Ovum research director David Kennedy says these "points of interconnect" are physical joints where retailers can connect to the network. He says businesses will be very interested to know exactly how many of these points will exist and the overall pricing.
"To use the network the NBN Co. is building, operators are going to have to connect to these joints, known as points of interconnect. But there isn't going to be one single point, there will be at least a couple of hundred."
"These points are important and change the options access seekers have to differentiate themselves," he says.
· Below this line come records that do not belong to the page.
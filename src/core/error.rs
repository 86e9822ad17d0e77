//! Error types for gazeblur.
//!
//! Uses thiserror for structured errors with context. Every failure is
//! returned to the direct caller; the UI layer decides how to present it.

use crate::core::types::{AttributeType, Dimensions};
use serde::{Deserialize, Serialize};
use std::fmt;
use std::path::PathBuf;
use thiserror::Error;
use uuid::Uuid;

/// Unique identifier for a filter instance.
///
/// Two instances of the same filter type (same `name`) have distinct IDs.
#[derive(Debug, Clone, Copy, PartialEq, Eq, Hash, Serialize, Deserialize)]
pub struct FilterId(pub Uuid);

impl FilterId {
    /// Create a new random filter ID.
    pub fn new() -> Self {
        Self(Uuid::new_v4())
    }
}

impl Default for FilterId {
    fn default() -> Self {
        Self::new()
    }
}

impl fmt::Display for FilterId {
    fn fmt(&self, f: &mut fmt::Formatter<'_>) -> fmt::Result {
        write!(f, "{}", &self.0.to_string()[..8])
    }
}

/// Which of the two stack collections an operation refers to.
#[derive(Debug, Clone, Copy, PartialEq, Eq, Hash, Serialize, Deserialize)]
#[serde(rename_all = "lowercase")]
pub enum StackSide {
    /// Filters not in the stack
    Available,
    /// The ordered stack that runs
    Active,
}

impl fmt::Display for StackSide {
    fn fmt(&self, f: &mut fmt::Formatter<'_>) -> fmt::Result {
        match self {
            StackSide::Available => write!(f, "available"),
            StackSide::Active => write!(f, "active"),
        }
    }
}

/// Top-level error type for gazeblur.
#[derive(Error, Debug)]
pub enum GazeError {
    /// Running the stack failed
    #[error("Pipeline error: {0}")]
    Pipeline(#[from] PipelineError),

    /// An attribute read or write failed
    #[error("Attribute error: {0}")]
    Attribute(#[from] AttributeError),

    /// A stack edit failed
    #[error("Stack error: {0}")]
    Stack(#[from] StackError),

    /// A heatmap or remap curve was rejected
    #[error("Heatmap error: {0}")]
    Heatmap(#[from] HeatmapError),

    /// The session config could not be loaded
    #[error("Configuration error: {0}")]
    Config(#[from] ConfigError),

    /// Filesystem failure
    #[error("I/O error: {0}")]
    Io(#[from] std::io::Error),

    /// Decoding or encoding failure
    #[error("Image error: {0}")]
    Image(#[from] image::ImageError),
}

/// Errors from running the filter stack.
#[derive(Error, Debug, Clone)]
pub enum PipelineError {
    /// Image and heatmap sizes differ
    #[error("Heatmap is {heatmap} but image is {image}")]
    DimensionMismatch {
        /// Source image size
        image: Dimensions,
        /// Heatmap size
        heatmap: Dimensions,
    },

    /// An instance holds a value its declaration rejects
    #[error("Filter '{filter}' has an invalid attribute: {error}")]
    InvalidAttribute {
        /// Filter name
        filter: String,
        /// Validation failure
        error: AttributeError,
    },

    /// A filter read an attribute the instance does not hold
    #[error("Missing attribute '{attribute}' for filter {filter_id}")]
    MissingAttribute {
        /// Instance id
        filter_id: FilterId,
        /// Attribute name
        attribute: String,
    },

    #[error("Filter '{filter}' ({filter_id}) failed: {error}")]
    /// A filter returned an error
    FilterFailed {
        /// Instance id
        filter_id: FilterId,
        /// Filter name
        filter: String,
        /// Failure message
        error: String,
    },

    #[error("Filter '{filter}' returned a {got} image for a {expected} input")]
    /// A filter changed the image size
    OutputDimensions {
        /// Filter name
        filter: String,
        /// Input size
        expected: Dimensions,
        /// Returned size
        got: Dimensions,
    },

    /// The session has no source image
    #[error("No source image loaded")]
    NoSourceImage,

    /// The session has no heatmap
    #[error("No heatmap loaded")]
    NoHeatmap,

    /// No successful run has produced an output
    #[error("Nothing has been rendered yet")]
    NoOutput,
}

/// Errors from reading or writing filter attributes.
#[derive(Error, Debug, Clone, PartialEq)]
pub enum AttributeError {
    /// The filter declares no such attribute
    #[error("Filter '{filter}' has no attribute '{attribute}'")]
    Unknown {
        /// Filter name
        filter: String,
        /// Requested attribute
        attribute: String,
    },

    /// The value has the wrong type
    #[error("Attribute '{attribute}' expects {expected}, got {got}")]
    TypeMismatch {
        /// Attribute name
        attribute: String,
        /// Declared type
        expected: AttributeType,
        /// Type of the rejected value
        got: AttributeType,
    },

    /// The value breaks a constraint
    #[error("Attribute '{attribute}': {error}")]
    OutOfDomain {
        /// Attribute name
        attribute: String,
        /// Constraint that failed
        error: String,
    },
}

/// Errors from available/active stack management.
#[derive(Error, Debug, Clone, PartialEq)]
pub enum StackError {
    /// The list has no selection
    #[error("No filter selected in the {0} list")]
    NoSelection(StackSide),

    /// Position past the end of a list
    #[error("Index {index} is out of range for the {side} list of length {len}")]
    IndexOutOfRange {
        /// List indexed
        side: StackSide,
        /// Requested position
        index: usize,
        /// List length
        len: usize,
    },

    /// No list holds this instance
    #[error("Filter {0} is not part of this stack")]
    UnknownFilter(FilterId),
}

/// Errors from heatmap construction and remapping.
#[derive(Error, Debug, Clone, PartialEq)]
pub enum HeatmapError {
    /// Weight count does not match the grid
    #[error("A {dimensions} heatmap needs {expected} weights, got {got}")]
    BufferSize {
        /// Requested grid size
        dimensions: Dimensions,
        /// `width * height`
        expected: usize,
        /// Weights supplied
        got: usize,
    },

    /// A remap curve parameter is not finite or out of range
    #[error("Invalid remap curve parameter '{parameter}': {error}")]
    InvalidCurve {
        /// Curve parameter name
        parameter: String,
        /// Why it was rejected
        error: String,
    },
}

/// Errors from loading session configuration.
#[derive(Error, Debug)]
pub enum ConfigError {
    /// The file could not be read
    #[error("Failed to read config {path}: {error}")]
    Read {
        /// Config file
        path: PathBuf,
        /// Underlying failure
        error: std::io::Error,
    },

    /// The file is not valid config TOML
    #[error("Failed to parse config: {0}")]
    Parse(#[from] toml::de::Error),
}

// ============================================================================
// Error Utilities
// ============================================================================

impl PipelineError {
    /// Get the filter instance that caused this error, if applicable.
    pub fn filter_id(&self) -> Option<FilterId> {
        match self {
            PipelineError::MissingAttribute { filter_id, .. }
            | PipelineError::FilterFailed { filter_id, .. } => Some(*filter_id),
            _ => None,
        }
    }

    /// Get suggestion for fixing this error.
    pub fn suggested_fix(&self) -> Option<String> {
        match self {
            PipelineError::DimensionMismatch { image, .. } => Some(format!(
                "Provide a heatmap of exactly {} pixels",
                image
            )),
            PipelineError::InvalidAttribute { filter, error } => match error {
                AttributeError::OutOfDomain { attribute, .. } => {
                    Some(format!("Adjust '{}' on '{}'", attribute, filter))
                }
                _ => None,
            },
            PipelineError::NoSourceImage => Some("Load an image first".to_string()),
            PipelineError::NoHeatmap => Some("Load a heatmap first".to_string()),
            PipelineError::NoOutput => Some("Render before saving".to_string()),
            _ => None,
        }
    }
}

/// Result type alias for gazeblur operations.
pub type GazeResult<T> = Result<T, GazeError>;

/// Result type alias for pipeline operations.
pub type PipelineResult<T> = Result<T, PipelineError>;

/// Result type alias for attribute operations.
pub type AttributeResult<T> = Result<T, AttributeError>;

/// Result type alias for stack operations.
pub type StackResult<T> = Result<T, StackError>;

#[cfg(test)]
mod tests {
    use super::*;

    #[test]
    fn test_filter_id_display() {
        let id = FilterId::new();
        let display = format!("{}", id);
        assert_eq!(display.len(), 8);
    }

    #[test]
    fn test_dimension_mismatch_message() {
        let error = PipelineError::DimensionMismatch {
            image: Dimensions::new(4, 3),
            heatmap: Dimensions::new(2, 2),
        };
        assert_eq!(error.to_string(), "Heatmap is 2x2 but image is 4x3");
        assert!(error.suggested_fix().unwrap().contains("4x3"));
        assert_eq!(error.filter_id(), None);
    }

    #[test]
    fn test_errors_convert_to_top_level() {
        let error: GazeError = StackError::NoSelection(StackSide::Active).into();
        assert!(matches!(error, GazeError::Stack(_)));
        assert!(error.to_string().contains("active"));
    }
}
//! Filter execution context.
//!
//! The context gives a filter read access to the image, the heatmap and its
//! attribute values for one call to `run`.

use crate::core::blend;
use crate::core::error::{FilterId, PipelineError, PipelineResult};
use crate::core::types::{Attributes, Heatmap, Image, Value};

/// Context provided to [`Filter::run`](crate::core::filter::Filter::run).
#[derive(Debug, Clone, Copy)]
pub struct FilterContext<'a> {
    /// ID of the filter instance being executed.
    pub filter_id: FilterId,
    /// Type identifier of the filter being executed.
    pub filter_name: &'a str,
    image: &'a Image,
    heatmap: &'a Heatmap,
    attributes: &'a Attributes,
    parallel: bool,
}

impl<'a> FilterContext<'a> {
    /// Create a new context. Dimensions are checked by the caller.
    pub fn new(
        filter_id: FilterId,
        filter_name: &'a str,
        image: &'a Image,
        heatmap: &'a Heatmap,
        attributes: &'a Attributes,
    ) -> Self {
        Self {
            filter_id,
            filter_name,
            image,
            heatmap,
            attributes,
            parallel: true,
        }
    }

    /// Enable or disable row-parallel pixel loops.
    pub fn with_parallel(mut self, parallel: bool) -> Self {
        self.parallel = parallel;
        self
    }

    /// The input image.
    pub fn image(&self) -> &'a Image {
        self.image
    }

    /// The adjusted heatmap for this run.
    pub fn heatmap(&self) -> &'a Heatmap {
        self.heatmap
    }

    /// Whether pixel loops may use the rayon pool.
    pub fn parallel(&self) -> bool {
        self.parallel
    }

    /// Get all attributes.
    pub fn attributes(&self) -> &'a Attributes {
        self.attributes
    }

    // ========================================================================
    // Attribute Getters
    // ========================================================================

    /// Get an attribute value by name.
    pub fn get_attribute(&self, name: &str) -> PipelineResult<&'a Value> {
        self.attributes
            .get(name)
            .ok_or_else(|| PipelineError::MissingAttribute {
                filter_id: self.filter_id,
                attribute: name.to_string(),
            })
    }

    /// Get an attribute as an integer.
    pub fn get_integer(&self, name: &str) -> PipelineResult<i64> {
        self.get_attribute(name)?
            .as_integer()
            .ok_or_else(|| self.failure(format!("Attribute '{}' is not an integer", name)))
    }

    /// Get an attribute as a float.
    pub fn get_float(&self, name: &str) -> PipelineResult<f64> {
        self.get_attribute(name)?
            .as_float()
            .ok_or_else(|| self.failure(format!("Attribute '{}' is not a float", name)))
    }

    /// Build a [`PipelineError::FilterFailed`] for this filter.
    pub fn failure(&self, error: impl Into<String>) -> PipelineError {
        PipelineError::FilterFailed {
            filter_id: self.filter_id,
            filter: self.filter_name.to_string(),
            error: error.into(),
        }
    }

    // ========================================================================
    // Pixel Helpers
    // ========================================================================

    /// Map the input through `f(index, rgb, weight)`; see [`blend::map_weighted`].
    pub fn map_weighted<F>(&self, f: F) -> Image
    where
        F: Fn(usize, [u8; 3], f32) -> [u8; 3] + Sync,
    {
        blend::map_weighted(self.image, self.heatmap, self.parallel, f)
    }

    /// Blend the input towards a fully degraded copy of it.
    pub fn blend_with(&self, degraded: &Image) -> Image {
        blend::blend(self.image, degraded, self.heatmap, self.parallel)
    }
}
//! Stateful heatmap remapper.
//!
//! Holds the raw heatmap and the current adjustment and keeps the adjusted
//! heatmap up to date. It recomputes only when one of its setters is called.

use crate::core::error::HeatmapError;
use crate::core::types::Heatmap;
use crate::heatmap::curve::{adjust, RemapConfig, RemapStrategy};
use std::sync::Arc;

/// Remap `raw` with a built-in configuration.
///
/// Pure: identical inputs give bit-identical output of the same size.
pub fn remap(raw: &Heatmap, config: &RemapConfig) -> Heatmap {
    remap_with(raw, &config.curve, config.invert)
}

/// Remap `raw` with any strategy.
pub fn remap_with(raw: &Heatmap, strategy: &dyn RemapStrategy, invert: bool) -> Heatmap {
    raw.map(|v| adjust(strategy, invert, v))
}

/// Holds the current heatmap adjustment and the adjusted heatmap.
#[derive(Clone, Default)]
pub struct HeatmapRemapper {
    config: RemapConfig,
    strategy: Option<Arc<dyn RemapStrategy>>,
    input: Option<Heatmap>,
    output: Option<Heatmap>,
}

impl std::fmt::Debug for HeatmapRemapper {
    fn fmt(&self, f: &mut std::fmt::Formatter<'_>) -> std::fmt::Result {
        f.debug_struct("HeatmapRemapper")
            .field("config", &self.config)
            .field("strategy", &self.strategy.as_ref().map(|s| s.name().to_string()))
            .field("input", &self.input.as_ref().map(Heatmap::dimensions))
            .finish()
    }
}

impl HeatmapRemapper {
    /// Create a remapper with the identity curve and no heatmap.
    pub fn new() -> Self {
        Self::default()
    }

    /// Create a remapper with a validated configuration.
    pub fn with_config(config: RemapConfig) -> Result<Self, HeatmapError> {
        let mut remapper = Self::new();
        remapper.set_config(config)?;
        Ok(remapper)
    }

    /// Replace the raw heatmap and recompute.
    pub fn set_input_heatmap(&mut self, raw: Heatmap) {
        log::debug!("Remapper input set ({})", raw.dimensions());
        self.input = Some(raw);
        self.recompute();
    }

    /// Replace the configuration and recompute.
    ///
    /// An invalid configuration is rejected and the previous one is kept.
    pub fn set_config(&mut self, config: RemapConfig) -> Result<(), HeatmapError> {
        if let Err(e) = config.validate() {
            log::warn!("Rejected remap configuration: {}", e);
            return Err(e);
        }
        self.config = config;
        self.recompute();
        Ok(())
    }

    /// Use a custom strategy instead of the configured curve.
    ///
    /// The configured `invert` flag still applies.
    pub fn set_strategy(&mut self, strategy: Arc<dyn RemapStrategy>) {
        self.strategy = Some(strategy);
        self.recompute();
    }

    /// Go back to the configured curve.
    pub fn clear_strategy(&mut self) {
        if self.strategy.take().is_some() {
            self.recompute();
        }
    }

    /// The current configuration.
    pub fn config(&self) -> &RemapConfig {
        &self.config
    }

    /// The raw heatmap, if one was set.
    pub fn input_heatmap(&self) -> Option<&Heatmap> {
        self.input.as_ref()
    }

    /// The adjusted heatmap for the current input and configuration.
    pub fn get_remapped_heatmap(&self) -> Option<&Heatmap> {
        self.output.as_ref()
    }

    fn recompute(&mut self) {
        let Some(raw) = &self.input else {
            return;
        };

        let output = match &self.strategy {
            Some(strategy) => remap_with(raw, strategy.as_ref(), self.config.invert),
            None => remap(raw, &self.config),
        };
        log::debug!(
            "Remapped heatmap ({}) with {}{}",
            output.dimensions(),
            self.strategy.as_ref().map_or(self.config.curve.name(), |s| s.name()),
            if self.config.invert { ", inverted" } else { "" }
        );
        self.output = Some(output);
    }
}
Kennedy says that if too many of these points of interconnect exist, the harder it is for retailers to reach those points and provide a truly national services. However, he also points that if too few of these points exist, the fewer options access seekers have to offer their services."
"I can't speak as to what's going to be in this report. Clearly the NBN Co. will be developing a business plan and there will be some assumptions in there, and research underpinning those assumptions about revenue and so on. But absolutely, the number of points of interconnect is something retailers will be interested in."
Quigley said the report will be released to the Government following months of discussion with the Australian Competition and Consumer Commission. He also said the plan will include full details of the wireless and satellite rollouts, and that the company is finalising test sites for these connections.
He also defended the time it has taken for the Government to produce the review, saying that, "a business case over something that spans this length of time is quite difficult to do".
"It means you may need to make assumptions, and the assumptions we made are different from the assumptions the Implementation Study folks made. We were, overall, probably more conservative in areas related to usage and pricing."
The comments come after several key officials have defended the NBN, including the length of time it has taken for the Government to deliver a business plan. ACCC chairman Graeme Samuel told Business Spectator the commercial returns of the network can't yet be measured.
"I don't think there is anyone in the country or in the world that will be able to tell you the benefits flowing from a high-speed broadband network five or 10 years out, let alone 20 or 30 or 40 or 50 years out," he said.
"And therefore when people talk about social cost-benefit analyses or cost-benefit analyses, I think that their failure to understand that what we're talking about here is a visionary project much like the Snowy Mountains Scheme," he added.
He also said the report to be delivered by Quigley and NBN Co. will deliver information on anticipated revenues, cost of capital and cost of debt.
Meanwhile, Optus head of Government Maha Krishnapillai said in a radio interview yesterday the company believes the NBN is economically viable.
"We have done a lot of modelling on this, we've been through NBN Mark 1, we've been through years of modelling and work on this with the government and we know that the NBN, as it is characterised now, is commercially viable."
Victorian ICT minister John Lenders also defended the NBN's economic credentials yesterday, saying the "economics are sound".
He also claimed that for every SME that connects to a high-speed broadband connection, that same businesses receives a $5,000 savings in productivity.